With angled cables you use the angled plug on the motherboard and the other end is a straight plug that goes into the drive.


----------



## Masta Meeks (Aug 4, 2010)

Okay, so I wanted to tell you that everything has worked out! The cables you suggested did the trick, however needed to be modified a bit. :tongue: The back portion of the cable, the plastic housing was still too thick and didn't allow the GPU to sit plushly. I knew it was only millimeters that was stopping me from ultimate domination, so I took the cable and literally shaved it down on the back side until the gpu fit. It worked! My GTX 465 now sits plushly in the system, and I can play SC2 on Ultra across the board without any problems. However, I did have to sacrifice my 'D' drive because I couldnt get the cable in there to fit because the sata ports are too close together. So far I haven't needed the D drive for anything and no system files seem to be missing. In fact I did a performance check on my machine and my performance has DOUBLED in every category. Anyway Everything is now great and I did it all by myself thanks to you guys, escpecially you Wrench, you ma' boy Wrench! So Kudos to you sir!:grin: 

One last question and then I think this can be case closed: The corsair I bought emits a lot of heat, there are no problems and I'm sure the fan is on, but is it normal to feel heat emanating from the system? The card is contributing I'm sure. Nothing to worry about?


----------



## Wrench97 (May 10, 2008)

Make sure the fan is spinning in the power supply, they do get warm but not overly hot.

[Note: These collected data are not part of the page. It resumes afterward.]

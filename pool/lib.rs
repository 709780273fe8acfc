#![deny(unused_variables)]
#![deny(dead_code)]
#![deny(unused_imports)]
#![deny(clippy::no_effect_underscore_binding)]
pub mod config;
pub mod coordinator;
pub mod error;
pub mod interrupt;
pub mod latch;
pub mod report;
pub mod work;
pub mod worker_pool;

pub use config::BrigadeConfig;
pub use coordinator::{BatchCoordinator, WaitPolicy};
pub use error::{BatchError, ConfigError, WorkError};
pub use interrupt::Interrupter;
pub use report::{BatchReport, ItemOutcome};
pub use work::{FixedDelayWork, WorkFn, WorkItem};
pub use worker_pool::WorkerPool;
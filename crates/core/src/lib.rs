//! Domain types shared by the persistence and HTTP layers.
//!
//! Nothing in this crate performs I/O.

pub mod access;
pub mod error;
pub mod favorite;
pub mod types;
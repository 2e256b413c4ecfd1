use std::str::FromStr;
use std::time::Duration;

use sqlx::sqlite::{SqliteConnectOptions, SqliteJournalMode, SqlitePoolOptions};

pub mod models;
pub mod repositories;

pub type DbPool = sqlx::SqlitePool;

/// Upper bound on pooled connections. SQLite serializes writers, so a
/// handful is enough to keep readers off the writer's back.
const MAX_CONNECTIONS: u32 = 8;

/// How long a connection waits on a locked database before failing.
const BUSY_TIMEOUT: Duration = Duration::from_secs(5);

/// Create a connection pool from a database URL.
///
/// The database file is created if missing and foreign key enforcement is
/// switched on for every connection.
pub async fn create_pool(database_url: &str) -> Result<DbPool, sqlx::Error> {
    let options = SqliteConnectOptions::from_str(database_url)?
        .create_if_missing(true)
        .foreign_keys(true)
        .journal_mode(SqliteJournalMode::Wal)
        .busy_timeout(BUSY_TIMEOUT);

    SqlitePoolOptions::new()
        .max_connections(MAX_CONNECTIONS)
        .connect_with(options)
        .await
}

/// Round-trip a trivial query to confirm the database is reachable.
pub async fn health_check(pool: &DbPool) -> Result<(), sqlx::Error> {
    sqlx::query("SELECT 1").execute(pool).await?;
    Ok(())
}

/// Apply all pending migrations embedded from `migrations/`.
pub async fn run_migrations(pool: &DbPool) -> Result<(), sqlx::migrate::MigrateError> {
    sqlx::migrate!("./migrations").run(pool).await
}

/// Whether `err` is a unique-index violation.
///
/// Callers check for duplicates before inserting; this catches the
/// concurrent insert that slips between the check and the write.
pub fn is_unique_violation(err: &sqlx::Error) -> bool {
    match err {
        sqlx::Error::Database(db_err) => db_err.is_unique_violation(),
        _ => false,
    }
}
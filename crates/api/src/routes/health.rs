//! Liveness check mounted next to the API routes.

use axum::extract::State;
use axum::routing::get;
use axum::{Json, Router};
use serde::Serialize;

use super::{endpoint, Access, Endpoint};
use crate::state::AppState;

pub const ENDPOINTS: &[Endpoint] = &[endpoint("GET", "/health", Access::Public)];

/// Body of `GET /health`.
#[derive(Debug, Serialize)]
pub struct HealthResponse {
    /// `ok` when the store answers, `degraded` otherwise.
    pub status: &'static str,
    pub version: &'static str,
    pub db_healthy: bool,
}

/// Always answers 200 so a load balancer can tell "process up" from
/// "store down" by the body.
async fn health_check(State(state): State<AppState>) -> Json<HealthResponse> {
    let db_healthy = match holonet_db::health_check(&state.pool).await {
        Ok(()) => true,
        Err(e) => {
            tracing::warn!(error = %e, "Health check could not reach the database");
            false
        }
    };

    Json(HealthResponse {
        status: if db_healthy { "ok" } else { "degraded" },
        version: env!("CARGO_PKG_VERSION"),
        db_healthy,
    })
}

pub fn router() -> Router<AppState> {
    Router::new().route("/health", get(health_check))
}
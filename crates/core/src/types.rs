/// All database primary keys are SQLite `INTEGER PRIMARY KEY` rowids.
pub type DbId = i64;
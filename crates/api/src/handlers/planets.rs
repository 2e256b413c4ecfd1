//! Handlers for the `/planets` resource.

use axum::extract::State;
use axum::http::StatusCode;
use axum::Json;
use holonet_core::error::CoreError;
use holonet_db::models::planet::{CreatePlanet, PlanetResponse};
use holonet_db::repositories::PlanetRepo;
use serde::Deserialize;
use validator::Validate;

use crate::error::{AppError, AppResult};
use crate::extract::{IdPath, ValidatedJson};
use crate::state::AppState;

/// Population stored when the request omits it.
const DEFAULT_POPULATION: i64 = 0;

/// Request body for `POST /planets`.
///
/// `terrain` is required on input even though responses never include it.
#[derive(Debug, Deserialize, Validate)]
pub struct CreatePlanetRequest {
    #[validate(required, length(min = 1))]
    pub name: Option<String>,
    #[validate(required, length(min = 1))]
    pub climate: Option<String>,
    #[validate(required, length(min = 1))]
    pub terrain: Option<String>,
    pub population: Option<i64>,
    pub diameter: Option<i64>,
}

impl TryFrom<CreatePlanetRequest> for CreatePlanet {
    type Error = AppError;

    fn try_from(input: CreatePlanetRequest) -> Result<Self, Self::Error> {
        match (input.name, input.climate, input.terrain) {
            (Some(name), Some(climate), Some(terrain)) => Ok(CreatePlanet {
                name,
                climate,
                terrain,
                population: input.population.unwrap_or(DEFAULT_POPULATION),
                diameter: input.diameter,
            }),
            _ => Err(AppError::Core(CoreError::Validation(
                "Missing required fields: name, climate, terrain".into(),
            ))),
        }
    }
}

/// POST /planets
pub async fn create(
    State(state): State<AppState>,
    ValidatedJson(input): ValidatedJson<CreatePlanetRequest>,
) -> AppResult<(StatusCode, Json<PlanetResponse>)> {
    let input = CreatePlanet::try_from(input)?;
    let planet = PlanetRepo::create(&state.pool, &input).await?;
    tracing::info!(planet_id = planet.id, "Planet created");
    Ok((StatusCode::CREATED, Json(planet.into())))
}

/// GET /planets
pub async fn list(State(state): State<AppState>) -> AppResult<Json<Vec<PlanetResponse>>> {
    let planets = PlanetRepo::list(&state.pool).await?;
    Ok(Json(planets.into_iter().map(PlanetResponse::from).collect()))
}

/// GET /planets/{id}
pub async fn get_by_id(
    State(state): State<AppState>,
    IdPath(id): IdPath,
) -> AppResult<Json<PlanetResponse>> {
    let planet = PlanetRepo::find_by_id(&state.pool, id)
        .await?
        .ok_or(AppError::Core(CoreError::not_found("Planet", id)))?;
    Ok(Json(planet.into()))
}
//! Bearer access tokens.
//!
//! A token is an HS256 JWT whose subject is the user's database id. There
//! are no refresh tokens; a client whose token expires logs in again.

use chrono::{Duration, Utc};
use holonet_core::types::DbId;
use jsonwebtoken::{decode, encode, Algorithm, DecodingKey, EncodingKey, Header, Validation};
use serde::{Deserialize, Serialize};
use uuid::Uuid;

/// Default access token lifetime in minutes.
const DEFAULT_ACCESS_EXPIRY_MINS: i64 = 15;

/// Clock skew tolerated when checking `exp`.
const LEEWAY_SECS: u64 = 30;

/// Payload carried by every access token.
#[derive(Debug, Serialize, Deserialize, Clone)]
pub struct Claims {
    /// The user's database id.
    pub sub: DbId,
    /// Expiration time (UTC Unix timestamp).
    pub exp: i64,
    /// Issued-at time (UTC Unix timestamp).
    pub iat: i64,
    /// Random token id, so two tokens minted in the same second differ.
    pub jti: String,
}

impl Claims {
    fn for_user(user_id: DbId, lifetime: Duration) -> Self {
        let now = Utc::now();
        Self {
            sub: user_id,
            exp: (now + lifetime).timestamp(),
            iat: now.timestamp(),
            jti: Uuid::new_v4().to_string(),
        }
    }
}

/// Signing secret and token lifetime.
#[derive(Debug, Clone)]
pub struct JwtConfig {
    pub secret: String,
    pub access_token_expiry_mins: i64,
}

impl JwtConfig {
    /// Load from the environment.
    ///
    /// | Env Var                  | Required | Default |
    /// |--------------------------|----------|---------|
    /// | `JWT_SECRET`             | **yes**  | --      |
    /// | `JWT_ACCESS_EXPIRY_MINS` | no       | `15`    |
    ///
    /// # Panics
    ///
    /// Panics if `JWT_SECRET` is unset or empty, or the expiry is not an
    /// integer.
    pub fn from_env() -> Self {
        let secret =
            std::env::var("JWT_SECRET").expect("JWT_SECRET must be set in the environment");
        assert!(!secret.is_empty(), "JWT_SECRET must not be empty");

        let access_token_expiry_mins = match std::env::var("JWT_ACCESS_EXPIRY_MINS") {
            Ok(raw) => raw
                .parse()
                .expect("JWT_ACCESS_EXPIRY_MINS must be a valid i64"),
            Err(_) => DEFAULT_ACCESS_EXPIRY_MINS,
        };

        Self {
            secret,
            access_token_expiry_mins,
        }
    }

    pub fn lifetime(&self) -> Duration {
        Duration::minutes(self.access_token_expiry_mins)
    }

    /// Access token lifetime in seconds, as reported to clients.
    pub fn expires_in_secs(&self) -> i64 {
        self.lifetime().num_seconds()
    }

    fn encoding_key(&self) -> EncodingKey {
        EncodingKey::from_secret(self.secret.as_bytes())
    }

    fn decoding_key(&self) -> DecodingKey {
        DecodingKey::from_secret(self.secret.as_bytes())
    }
}

/// Mint an access token identifying `user_id`.
pub fn generate_access_token(
    user_id: DbId,
    config: &JwtConfig,
) -> Result<String, jsonwebtoken::errors::Error> {
    let claims = Claims::for_user(user_id, config.lifetime());
    encode(&Header::new(Algorithm::HS256), &claims, &config.encoding_key())
}

/// Check signature and expiry, returning the embedded [`Claims`].
pub fn validate_token(
    token: &str,
    config: &JwtConfig,
) -> Result<Claims, jsonwebtoken::errors::Error> {
    let mut validation = Validation::new(Algorithm::HS256);
    validation.leeway = LEEWAY_SECS;

    decode::<Claims>(token, &config.decoding_key(), &validation).map(|data| data.claims)
}

#[cfg(test)]
mod tests {
    use super::*;

    fn config(secret: &str) -> JwtConfig {
        JwtConfig {
            secret: secret.to_string(),
            access_token_expiry_mins: 15,
        }
    }

    fn sign(claims: &Claims, secret: &str) -> String {
        encode(
            &Header::new(Algorithm::HS256),
            claims,
            &EncodingKey::from_secret(secret.as_bytes()),
        )
        .unwrap()
    }

    #[test]
    fn token_round_trips_user_id() {
        let config = config("holonet-test-secret");
        let token = generate_access_token(42, &config).unwrap();

        let claims = validate_token(&token, &config).unwrap();
        assert_eq!(claims.sub, 42);
        assert_eq!(claims.exp - claims.iat, 15 * 60);
    }

    #[test]
    fn tokens_for_same_user_differ() {
        let config = config("holonet-test-secret");
        let a = generate_access_token(7, &config).unwrap();
        let b = generate_access_token(7, &config).unwrap();
        assert_ne!(a, b);
    }

    #[test]
    fn expired_token_is_rejected() {
        let claims = Claims::for_user(1, Duration::minutes(-10));
        let token = sign(&claims, "holonet-test-secret");

        assert!(validate_token(&token, &config("holonet-test-secret")).is_err());
    }

    #[test]
    fn token_within_leeway_is_accepted() {
        let claims = Claims::for_user(1, Duration::seconds(-5));
        let token = sign(&claims, "holonet-test-secret");

        assert!(validate_token(&token, &config("holonet-test-secret")).is_ok());
    }

    #[test]
    fn wrong_secret_is_rejected() {
        let token = generate_access_token(1, &config("secret-alpha")).unwrap();
        assert!(validate_token(&token, &config("secret-bravo")).is_err());
    }

    #[test]
    fn garbage_is_rejected() {
        assert!(validate_token("not.a.jwt", &config("holonet-test-secret")).is_err());
    }

    #[test]
    fn expires_in_matches_lifetime() {
        let config = JwtConfig {
            secret: "s".into(),
            access_token_expiry_mins: 60,
        };
        assert_eq!(config.expires_in_secs(), 3600);
    }
}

Good to hear you got the cables connected, sometimes mods are needed. 
There are 4 Sata connectors on the board how many drives do you have?
If worse comes to worse you also have a IDE port you could use a IDE DVD drive.


----------



## Masta Meeks (Aug 4, 2010)

I can feel heat from about a foot away. The fan is on, but is there a way to make it spin faster? I'm not really worried, it's just that I can feel heat coming from the power supply from a foot away. Thanks.


----------



## Wrench97 (May 10, 2008)

No the fan is temp controlled from inside the PSU, is this when it's idling or under load while playing a game?


----------



## Masta Meeks (Aug 4, 2010)

It is definitely hotter during the game, but I can always kind of feel heat or warmth coming from it. The video card also has a directional heat release design too, so I'm thinking it may have something to do with it.


----------



## Wrench97 (May 10, 2008)

It's probably from the card, video cards tend to run warm.


----------